Referential Transparency

A function that returns always the same result for the same input is called a pure function. A pure function, therefore, is a function with no observable side effects, if there are any side effects on a function the evaluation could return different results even if we invoke it with the same arguments.

Lambda calculus is a model of computation devised in the 1930s by Alanzo Church. It’s one process for formalizing a method. Like Turing machines it formalizes the concept of effective computability, thus determining which problems or classes of problems, can be solved. You might be thinking but thats Calculus(Math), how is it related to functional programming or programming in general. It is indeed deeply related.

Lambda expressions in functional programming…

The central concept in the lambda calculus is an expression generated by the following grammar which can denote a function definition, function application.variable, or parenthesized expression. We can think of a lambda-calculus expression as a program which when evaluated by beta-reductions returns a result consisting of another lambda-calculus expression.

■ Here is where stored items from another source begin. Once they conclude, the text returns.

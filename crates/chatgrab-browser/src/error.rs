//! Browser-specific error types.

use thiserror::Error;

/// Errors from browser automation operations.
#[derive(Debug, Error)]
pub enum BrowserError {
    /// Failed to launch the Chrome browser process.
    #[error("failed to launch browser: {context}")]
    LaunchFailed {
        /// What went wrong during launch.
        context: String,
    },

    /// Navigation to a URL failed.
    #[error("navigation failed for {url}: {reason}")]
    NavigationFailed {
        /// The URL that failed to load.
        url: String,
        /// Why it failed.
        reason: String,
    },

    /// A browser action failed.
    #[error("{action} failed: {reason}")]
    ActionFailed {
        /// The action that failed (e.g., "click", "evaluate").
        action: String,
        /// Why it failed.
        reason: String,
    },

    /// Chrome executable not found on the system.
    #[error("Chrome not found — install Google Chrome or set CHROME_PATH")]
    ChromeNotFound,

    /// Element not found on the page.
    #[error("element not found: {selector}")]
    ElementNotFound {
        /// The CSS selector that matched nothing.
        selector: String,
    },

    /// Operation timed out.
    #[error("timed out after {timeout_ms}ms: {context}")]
    Timeout {
        /// How long we waited.
        timeout_ms: u64,
        /// What we were waiting for.
        context: String,
    },

    /// CDP protocol error.
    #[error("CDP error: {0}")]
    Cdp(String),
}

A paradigm is a way of doing something (like programming), not a concrete thing (like a language). Now, it’s true that if a programming language L happens to make a particular programming paradigm P easy to express, then we often say “L is a P language.

Some Common Paradigms

We should know this

• Imperative: Programming with an explicit sequence of commands that update state.
• Declarative: Programming by specifying the result you want, not how to get it.
• Structured: Programming with clean, goto-free, nested control structures.
• Procedural: Imperative programming with procedure calls.
• Functional (Applicative): Programming with function calls that avoid any global state.
• Function-Level (Combinator): Programming with no variables at all.
• Object-Oriented: Programming by defining objects that send messages to each other. Objects have their own internal (encapsulated) state and public interfaces. Object orientation can be:
  • Class-based: Objects get state and behavior based on membership in a class.
  • Prototype-based: Objects get behavior from a prototype object.
• Event-Driven: Programming with emitters and listeners of asynchronous actions.
• Flow-Driven: Programming processes communicating with each other over predefined channels.
• Logic (Rule-based): Programming by specifying a set of facts and rules. An engine infers the answers to questions.
• Constraint: Programming by specifying a set of constraints. An engine finds the values that meet the constraints.
• Aspect-Oriented: Programming cross-cutting concerns applied transparently.
• Reflective: Programming by manipulating the program elements themselves.
• Array: Programming with powerful array operators that usually make loops unnecessary.